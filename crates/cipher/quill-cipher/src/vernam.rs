//! Vernam (XOR) cipher over a 32-symbol alphabet
//!
//! Text and key symbols are mapped to their index in [`VERNAM_ALPHABET`],
//! XOR-ed, and mapped back. Five bits cover the alphabet exactly, so the
//! result is always a symbol of the alphabet and the cipher is its own
//! inverse. Matching is case-insensitive and output is lowercase: the
//! original case of the text is not restored.

use quill_core::{Error, Result};

use crate::Codec;

/// Space, `a`-`z`, then `.,:!?`; indices `0..32`.
pub const VERNAM_ALPHABET: &str = " abcdefghijklmnopqrstuvwxyz.,:!?";

const SYMBOLS: &[u8] = VERNAM_ALPHABET.as_bytes();

/// Index of `c` (case-folded) in [`VERNAM_ALPHABET`].
pub fn symbol_index(c: char) -> Option<u8> {
    let folded = c.to_ascii_lowercase();
    if !folded.is_ascii() {
        return None;
    }
    SYMBOLS
        .iter()
        .position(|&s| s == folded as u8)
        .map(|i| i as u8)
}

/// Vernam key as alphabet indices.
#[derive(Debug, Clone, PartialEq, Eq)]
pub struct Vernam {
    key: Vec<u8>,
}

impl Vernam {
    /// Every key character must be in the alphabet (case-insensitive) and
    /// the key must not be empty.
    pub fn new(key: &str) -> Result<Self> {
        let key: Option<Vec<u8>> = key.chars().map(symbol_index).collect();
        match key {
            Some(key) if !key.is_empty() => Ok(Self { key }),
            _ => Err(Error::InvalidKey(
                "Inappropriate key. It has to consist of latin letters or ? !:,.".into(),
            )),
        }
    }
}

impl Codec for Vernam {
    fn encode(&self, text: &str) -> String {
        let mut idx = 0;
        text.chars()
            .map(|c| match symbol_index(c) {
                Some(sym) => {
                    let locked = sym ^ self.key[idx];
                    idx = (idx + 1) % self.key.len();
                    SYMBOLS[locked as usize] as char
                }
                None => c,
            })
            .collect()
    }

    fn decode(&self, text: &str) -> String {
        self.encode(text)
    }
}

pub fn encode(text: &str, key: &str) -> Result<String> {
    Ok(Vernam::new(key)?.encode(text))
}

pub fn decode(text: &str, key: &str) -> Result<String> {
    Ok(Vernam::new(key)?.decode(text))
}

#[cfg(test)]
mod tests {
    use super::*;

    #[test]
    fn test_alphabet_layout() {
        assert_eq!(VERNAM_ALPHABET.len(), 32);
        assert_eq!(symbol_index(' '), Some(0));
        assert_eq!(symbol_index('a'), Some(1));
        assert_eq!(symbol_index('Z'), Some(26));
        assert_eq!(symbol_index('?'), Some(31));
        assert_eq!(symbol_index('-'), None);
        assert_eq!(symbol_index('é'), None);

        for (i, c) in VERNAM_ALPHABET.chars().enumerate() {
            assert_eq!(symbol_index(c), Some(i as u8));
        }
    }

    #[test]
    fn test_encode_known_vector() {
        assert_eq!(encode("attack", "cat").unwrap(), "bu bb?");
    }

    #[test]
    fn test_roundtrip() {
        let cipher = encode("attack", "cat").unwrap();
        assert_eq!(decode(&cipher, "cat").unwrap(), "attack");

        let text = "hello, world! are you there?";
        let key = "secret key.";
        assert_eq!(decode(&encode(text, key).unwrap(), key).unwrap(), text);
    }

    #[test]
    fn test_passthrough_and_case_folding() {
        // '-' and digits are outside the alphabet and don't advance the key
        assert_eq!(encode("a-1a", "b").unwrap(), "c-1c");
        assert_eq!(encode("ATTACK", "CAT").unwrap(), "bu bb?");
        assert_eq!(decode("bu bb?", "cat").unwrap(), "attack");
    }

    #[test]
    fn test_invalid_keys() {
        for key in ["", "key-1", "naïve"] {
            assert!(
                matches!(encode("text", key), Err(Error::InvalidKey(_))),
                "{key:?} should be rejected"
            );
        }
    }
}
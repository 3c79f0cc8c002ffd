//! Latin alphabet helpers
//!
//! Rotation keeps the case of the letter it is applied to; projection drops
//! everything that is not a Latin letter and lowercases the rest.

/// Number of letters in the Latin alphabet.
pub const ALPHABET_LEN: usize = 26;

/// Shift `letter` by `offset` positions mod 26, preserving its case.
///
/// Offsets of any sign and magnitude are accepted. Characters outside
/// `[a-zA-Z]` come back unchanged.
pub fn rotate(offset: i64, letter: char) -> char {
    let base = if letter.is_ascii_lowercase() {
        b'a'
    } else if letter.is_ascii_uppercase() {
        b'A'
    } else {
        return letter;
    };

    let shift = offset.rem_euclid(ALPHABET_LEN as i64) as u8;
    ((letter as u8 - base + shift) % ALPHABET_LEN as u8 + base) as char
}

/// Lowercase Latin letters of `text` in their original order.
pub fn project_letters(text: &str) -> String {
    text.chars()
        .filter(|c| c.is_ascii_alphabetic())
        .map(|c| c.to_ascii_lowercase())
        .collect()
}

/// 0-based alphabet position of a Latin letter, ignoring case.
pub fn letter_index(c: char) -> Option<usize> {
    if c.is_ascii_alphabetic() {
        Some((c.to_ascii_lowercase() as u8 - b'a') as usize)
    } else {
        None
    }
}

/// Occurrences of each letter `a..=z` in `letters`; other characters are ignored.
pub fn letter_counts(letters: &str) -> [u64; ALPHABET_LEN] {
    let mut counts = [0u64; ALPHABET_LEN];
    for idx in letters.chars().filter_map(letter_index) {
        counts[idx] += 1;
    }
    counts
}

#[cfg(test)]
mod tests {
    use super::*;

    #[test]
    fn test_rotate_preserves_case() {
        assert_eq!(rotate(3, 'a'), 'd');
        assert_eq!(rotate(3, 'X'), 'A');
        assert_eq!(rotate(1, 'z'), 'a');
    }

    #[test]
    fn test_rotate_negative_and_large_offsets() {
        assert_eq!(rotate(-1, 'a'), 'z');
        assert_eq!(rotate(-27, 'B'), 'A');
        assert_eq!(rotate(26 * 1000 + 2, 'c'), 'e');
        assert_eq!(rotate(i64::MIN, 'a'), rotate(i64::MIN.rem_euclid(26), 'a'));
    }

    #[test]
    fn test_rotate_leaves_non_letters() {
        assert_eq!(rotate(5, '!'), '!');
        assert_eq!(rotate(5, 'é'), 'é');
    }

    #[test]
    fn test_project_letters() {
        assert_eq!(project_letters("Hello, World! 42"), "helloworld");
        assert_eq!(project_letters("...  ??"), "");
        assert_eq!(project_letters("Ünïcode"), "ncode");
    }

    #[test]
    fn test_letter_counts() {
        let counts = letter_counts("aabz");
        assert_eq!(counts[0], 2);
        assert_eq!(counts[1], 1);
        assert_eq!(counts[25], 1);
        assert_eq!(counts.iter().sum::<u64>(), 4);
    }
}
//! Coincidence statistics
//!
//! Index of Coincidence over a column arrangement of a letter stream, and the
//! mutual index between two streams. All values are exact [`Ratio`]s.
//!
//! Inputs are letter streams as produced by [`quill_core::project_letters`]:
//! lowercase ASCII only.

use num_traits::Zero;
use quill_core::{letter_counts, Ratio};

/// Cut `letters` into consecutive blocks of `t` characters; the last block
/// may be shorter. A zero block length yields no blocks.
pub fn split_text(letters: &str, t: usize) -> Vec<String> {
    if t == 0 {
        return Vec::new();
    }
    let chars: Vec<char> = letters.chars().collect();
    chars.chunks(t).map(|block| block.iter().collect()).collect()
}

/// Characters at position `i` of every block long enough to have one.
pub fn column(blocks: &[String], i: usize) -> String {
    blocks
        .iter()
        .filter_map(|block| block.as_bytes().get(i))
        .map(|&b| b as char)
        .collect()
}

/// Average Index of Coincidence of the `t` columns formed by writing
/// `letters` in rows of length `t`, together with those rows.
///
/// Each column contributes `Σ c(c-1) / (n(n-1))` where `n` counts only the
/// rows that reach that column, so a short final row drops out of the
/// columns it doesn't cover. Columns with fewer than two characters add
/// nothing. The column sum is divided by `t`.
///
/// English text scores about 0.066 when `t` matches the key period of a
/// polyalphabetic cipher and close to 0.038 otherwise.
pub fn index_of_coincidence(letters: &str, t: usize) -> (Ratio, Vec<String>) {
    let blocks = split_text(letters, t);
    if blocks.is_empty() {
        return (Ratio::zero(), blocks);
    }

    let mut total = Ratio::zero();
    for i in 0..t {
        let col = column(&blocks, i);
        let n = col.len() as i128;
        if n < 2 {
            continue;
        }

        let pairs: i128 = letter_counts(&col)
            .iter()
            .map(|&c| {
                let c = c as i128;
                c * (c - 1)
            })
            .sum();
        total = total + Ratio::new(pairs, n * (n - 1));
    }

    (total / Ratio::from_integer(t as i128), blocks)
}

/// Mutual Index of Coincidence:
/// `Σ count₁(x)·count₂(x) / (|s1|·|s2|)` over the letters `x`.
///
/// Zero when either stream is empty.
pub fn mutual_index_of_coincidence(s1: &str, s2: &str) -> Ratio {
    let (l1, l2) = (s1.chars().count() as i128, s2.chars().count() as i128);
    if l1 == 0 || l2 == 0 {
        return Ratio::zero();
    }

    let (c1, c2) = (letter_counts(s1), letter_counts(s2));
    let matches: i128 = c1
        .iter()
        .zip(&c2)
        .map(|(&a, &b)| a as i128 * b as i128)
        .sum();

    Ratio::new(matches, l1 * l2)
}
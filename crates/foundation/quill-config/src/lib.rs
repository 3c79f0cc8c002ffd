//! quill configuration
//!
//! Settings live in a YAML file, by default `<config dir>/quill/config.yaml`.
//! Every field is optional; anything left out keeps its default.
//!
//! ```yaml
//! default_cipher: vigenere
//! model_file: /home/me/.local/share/quill/english.json
//! thresholds:
//!   coincidence: 3/50
//!   growth: 1/200
//!   mutual: 11/200
//! ```

use std::path::{Path, PathBuf};

use quill_core::Thresholds;
use serde::{Deserialize, Serialize};

/// Errors loading or validating configuration
#[derive(Debug, thiserror::Error)]
pub enum ConfigError {
    #[error("cannot read config {path}: {source}")]
    Io {
        path: PathBuf,
        #[source]
        source: std::io::Error,
    },

    #[error("malformed config: {0}")]
    Parse(#[from] serde_yaml::Error),

    #[error("invalid config: {0}")]
    Invalid(String),
}

pub type Result<T> = std::result::Result<T, ConfigError>;

#[derive(Debug, Clone, PartialEq, Eq, Serialize, Deserialize)]
#[serde(default)]
pub struct Config {
    /// Cipher used when the command line doesn't name one
    pub default_cipher: String,

    /// Frequency model used by `hack` when no model file is given
    pub model_file: Option<PathBuf>,

    /// Polyalphabetic key recovery cut-offs
    pub thresholds: Thresholds,
}

impl Default for Config {
    fn default() -> Self {
        Self {
            default_cipher: "caesar".to_string(),
            model_file: None,
            thresholds: Thresholds::default(),
        }
    }
}

impl Config {
    /// `<config dir>/quill/config.yaml`, if the platform has a config dir.
    pub fn default_path() -> Option<PathBuf> {
        dirs::config_dir().map(|dir| dir.join("quill").join("config.yaml"))
    }

    /// Load from `path`, or from [`Config::default_path`] when `None`.
    ///
    /// An explicit path must exist. A missing file at the default location
    /// just means defaults.
    pub fn load(path: Option<&Path>) -> Result<Self> {
        match path {
            Some(path) => Self::from_file(path),
            None => match Self::default_path() {
                Some(path) if path.exists() => Self::from_file(&path),
                _ => {
                    tracing::debug!("no config file, using defaults");
                    Ok(Self::default())
                }
            },
        }
    }

    pub fn from_file(path: &Path) -> Result<Self> {
        let content = std::fs::read_to_string(path).map_err(|source| ConfigError::Io {
            path: path.to_path_buf(),
            source,
        })?;
        let config = Self::from_yaml_str(&content)?;
        tracing::debug!("loaded config from {}", path.display());
        Ok(config)
    }

    pub fn from_yaml_str(content: &str) -> Result<Self> {
        // an empty file deserializes to unit, not a mapping
        if content.trim().is_empty() {
            return Ok(Self::default());
        }
        let config: Config = serde_yaml::from_str(content)?;
        config.validate()?;
        Ok(config)
    }

    pub fn to_yaml(&self) -> Result<String> {
        Ok(serde_yaml::to_string(self)?)
    }

    fn validate(&self) -> Result<()> {
        if let Some((name, value)) = self.thresholds.first_negative() {
            return Err(ConfigError::Invalid(format!(
                "threshold {name} must not be negative, got {value}"
            )));
        }
        if self.default_cipher.trim().is_empty() {
            return Err(ConfigError::Invalid("default_cipher is empty".into()));
        }
        Ok(())
    }
}

#[cfg(test)]
mod tests {
    use super::*;
    use quill_core::Ratio;
    use tempfile::tempdir;

    #[test]
    fn test_defaults() {
        let config = Config::default();
        assert_eq!(config.default_cipher, "caesar");
        assert_eq!(config.thresholds, Thresholds::default());
        assert!(config.model_file.is_none());
    }

    #[test]
    fn test_partial_yaml_keeps_defaults() {
        let config = Config::from_yaml_str("thresholds:\n  mutual: 3/50\n").unwrap();
        assert_eq!(config.thresholds.mutual, Ratio::new(3, 50));
        assert_eq!(config.thresholds.coincidence, Ratio::new(3, 50));
        assert_eq!(config.default_cipher, "caesar");

        assert_eq!(Config::from_yaml_str("").unwrap(), Config::default());
    }

    #[test]
    fn test_invalid_yaml() {
        assert!(matches!(
            Config::from_yaml_str("thresholds:\n  growth: 1/0\n"),
            Err(ConfigError::Parse(_))
        ));
        assert!(matches!(
            Config::from_yaml_str("thresholds:\n  growth: -1/200\n"),
            Err(ConfigError::Invalid(_))
        ));
    }

    #[test]
    fn test_yaml_roundtrip() {
        let config = Config {
            default_cipher: "vigenere".into(),
            model_file: Some(PathBuf::from("/tmp/english.json")),
            thresholds: Thresholds {
                coincidence: Ratio::new(13, 200),
                ..Thresholds::default()
            },
        };
        let yaml = config.to_yaml().unwrap();
        assert!(yaml.contains("13/200"));
        assert_eq!(Config::from_yaml_str(&yaml).unwrap(), config);
    }

    #[test]
    fn test_load_explicit_path() {
        let dir = tempdir().unwrap();
        let path = dir.path().join("config.yaml");
        std::fs::write(&path, "default_cipher: vernam\n").unwrap();

        let config = Config::load(Some(path.as_path())).unwrap();
        assert_eq!(config.default_cipher, "vernam");

        let missing = dir.path().join("missing.yaml");
        assert!(matches!(
            Config::load(Some(missing.as_path())),
            Err(ConfigError::Io { .. })
        ));
    }
}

+-------+

### Exercise directions
Transcribe only the trailing portion of the entries above: the line that contains "let config = Config::load(Some(path.as_path())).unwrap();" and each line after it.

### Answer for this exercise
        let config = Config::load(Some(path.as_path())).unwrap();
        assert_eq!(config.default_cipher, "vernam");

        let missing = dir.path().join("missing.yaml");
        assert!(matches!(
            Config::load(Some(missing.as_path())),
            Err(ConfigError::Io { .. })
        ));
    }
}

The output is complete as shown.